A mentira para acabar com todas as mentiras no centro desta representação foi definitivamente estabelecida com o vazamento de um memorando de 2005 da Downing Street [a sede do governo britânico], no qual o chefe do serviço secreto M16 confirmou que o governo Bush queria derrubar Saddam Hussein ligando o terrorismo islâmico a armas (inexistentes) de destruição em massa. Assim, como estava no memorando, “as informações de inteligência e os fatos estão sendo ajustados em torno da política”.
No fim, George “ou conosco ou contra nós” Bush estrelou em seu próprio super-pornô — que foi tanto a invasão quanto a destruição do flanco leste da nação árabe.
A nova Guernica
O Iraque pode ser visto como o Guerra das Estrelas das guerras pornô — uma apoteose de sequências. Considerem a segunda ofensiva contra Fallujah no final de 2004. Na época eu descrevi como a nova Guernica. Também tomei a liberdade de parafrasear Jean-Paul Sartre, que escreveu sobre a guerra [do colonialismo francês] na Argélia; depois de Fallujah nunca mais dois norte-americanos poderiam se encontrar sem um cadáver entre eles. Para citar o Apocalypse Now, do Coppola, havia corpos, corpos por todo lado.
O Francisco Franco de Fallujah foi Iyad Allawi, o premier instalado no Iraque pelos Estados Unidos. Foi Allawi quem “pediu” ao Pentágono para bombardear Fallujah. Em Guernica — assim como em Fallujah — não houve distinção entre civis e guerrilheiros: valeu a lei do “Viva la muerte!”.
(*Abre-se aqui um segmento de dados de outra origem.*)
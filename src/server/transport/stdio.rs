//! Newline-delimited JSON-RPC over stdin/stdout.

use crate::server::McpServer;
use crate::server::protocol::JsonRpcResponse;
use anyhow::{Context, Result};
use std::sync::Arc;
use tokio::io::{AsyncBufReadExt, AsyncRead, AsyncWrite, AsyncWriteExt, BufReader};
use tokio::sync::mpsc;
use tokio_util::sync::CancellationToken;
use tracing::{debug, info};

pub async fn serve(server: Arc<McpServer>, shutdown: CancellationToken) -> Result<()> {
    serve_io(server, tokio::io::stdin(), tokio::io::stdout(), shutdown).await
}

/// Reads one message per line from `reader` until EOF or `shutdown`.
///
/// Each message is handled on its own task, so a long download does not hold
/// up other requests. Responses are written by a single writer task in the
/// order they complete.
pub async fn serve_io<R, W>(
    server: Arc<McpServer>,
    reader: R,
    writer: W,
    shutdown: CancellationToken,
) -> Result<()>
where
    R: AsyncRead + Unpin,
    W: AsyncWrite + Unpin + Send + 'static,
{
    let (tx, rx) = mpsc::channel::<JsonRpcResponse>(64);
    let writer = tokio::spawn(write_responses(rx, writer));

    let mut lines = BufReader::new(reader).lines();
    info!("stdio transport ready");

    loop {
        let line = tokio::select! {
            _ = shutdown.cancelled() => break,
            line = lines.next_line() => line.context("failed to read from stdin")?,
        };
        let Some(line) = line else {
            debug!("stdin closed");
            break;
        };
        if line.trim().is_empty() {
            continue;
        }

        let server = Arc::clone(&server);
        let tx = tx.clone();
        let cancel = shutdown.child_token();
        tokio::spawn(async move {
            if let Some(response) = server.handle_message(&line, &cancel).await {
                if tx.send(response).await.is_err() {
                    debug!("response dropped, writer closed");
                }
            }
        });
    }

    // The writer finishes once every in-flight handler has dropped its sender.
    drop(tx);
    writer
        .await
        .context("stdio writer task panicked")?
        .context("failed to write to stdout")
}

async fn write_responses<W>(
    mut rx: mpsc::Receiver<JsonRpcResponse>,
    mut writer: W,
) -> std::io::Result<()>
where
    W: AsyncWrite + Unpin,
{
    while let Some(response) = rx.recv().await {
        let mut line = serde_json::to_vec(&response)?;
        line.push(b'\n');
        writer.write_all(&line).await?;
        writer.flush().await?;
    }

    Ok(())
}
Comandantes dos fuzileiros navais dos Estados Unidos disseram abertamente que Fallujah era a casa do Satã. Franco negou o massacre de Guernica e culpou a população local — assim como Allawi e o Pentágono negaram qualquer morte de civis e insistiram que os “insurgentes” eram culpados.
Fallujah foi reduzida a escombros, pelo menos 200 mil residentes se tornaram refugiados e milhares de civis foram mortos, para “salvá-la” (ecos do Vietnã). Ninguém na mídia corporativa ocidental teve colhões para dizer que, de fato, Fallujah foi a Halabja norte-americana.
Quinze anos antes de Fallujah, em Halabja, Washington foi a muito entusiasmada fornecedora das armas químicas para Saddam, que as usou para matar milhares de curdos. Na época a Central de Inteligência Americana (CIA) disse que não foi Saddam, mas o Irã de Khomeini. Ainda assim, foi Saddam e foi deliberado, assim como os Estados Unidos fizeram em Fallujah.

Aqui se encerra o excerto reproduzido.